Bells provide inspiration to victims

BY CATHY FARMER | NASHVILLE, TN | May 4, 1998


NASHVILLE, TN (May 4, 1998) --Even though all the power off, and the streets were largely

dark, residents East Nashville slowly emerged from their homes April 16

when the tornado warnings were lifted.

What they could see, in the darkness with the help of battery-powered

lights, was almost unbelievable. Trees, branches and other debris were

strewn everywhere. Power lines were down, homes and outbuildings were

damaged or destroyed, not even the community's churches were spared the

powerful destructive winds of the afternoon's tornadoes.

Dozens of stunned and shocked neighbors were walking up and down the

street, numbly looking at the destruction. Many of them gathered to talk on

the street near Tulip Street United Methodist Church.

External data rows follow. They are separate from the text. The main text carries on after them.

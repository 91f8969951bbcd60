//! API route definitions.

use axum::{Json, Router, http::StatusCode, middleware, response::IntoResponse};
use serde_json::json;

use crate::{AppState, middleware::auth::auth_middleware};

pub mod auth;
pub mod health;
pub mod metrics;
pub mod transactions;

/// Creates the API router with protected routes that need state for middleware.
#[allow(clippy::needless_pass_by_value)]
pub fn api_routes_with_state(state: AppState) -> Router<AppState> {
    // Protected routes that require authentication
    let protected_routes = Router::new()
        .merge(metrics::routes())
        .merge(transactions::routes())
        .layer(middleware::from_fn_with_state(
            state.clone(),
            auth_middleware,
        ));

    // Combine public and protected routes
    Router::new()
        .merge(health::routes())
        .merge(auth::routes())
        .merge(protected_routes)
}

/// Fallback handler for paths outside the API surface.
pub async fn not_found() -> impl IntoResponse {
    (
        StatusCode::NOT_FOUND,
        Json(json!({
            "error": "not_found",
            "message": "The requested resource does not exist"
        })),
    )
}
//! Database migrations.
//!
//! Migrations are managed using sea-orm-migration.

pub use sea_orm_migration::prelude::*;

mod m20260215_000001_initial;

/// Migrator for running database migrations.
pub struct Migrator;

#[async_trait::async_trait]
impl MigratorTrait for Migrator {
    fn migrations() -> Vec<Box<dyn MigrationTrait>> {
        vec![Box::new(m20260215_000001_initial::Migration)]
    }
}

Suddenly, the church's bells started playing Amazing Grace," said Betty

Adams, who had left her damaged home only minutes before to check on

neighbors.

"The feeling! If you could have seen the looks on the faces of the people

gathered there by the church. We stopped and listened and then we started

hugging each other. There must have been 30 or 40 people out there in the

streets and there wasn't a dry eye," she recalled the next day.

Playing the carillon was Trey Lewis, Tulip Street's organist. He and John

Gibson had climbed the church tower to investigate damage. The 10 bells of

the carillon were originally cast for Tennessee's Centennial and purchased

by the church. Tulip Street's pastor, Bill Miles, said the tower had to be

reinforced several times over the years just to keep the heavy bells in

place.

"John told Trey to play something for the neighborhood when they saw the

bells were okay," Miles said. "When Betty Adams told me about it the next

day, she was still teary-eyed."

The church, built in 1891, sustained damage during the tornado. One wall

including its stained glass windows were blown out.

"Amy Pruitt, (a church member) called me about it," Miles said. "I was at

home, watching the coverage of the destruction downtown, when she called.

She told me she was sitting in her living room looking right in the

sanctuary. I thought she was just joking."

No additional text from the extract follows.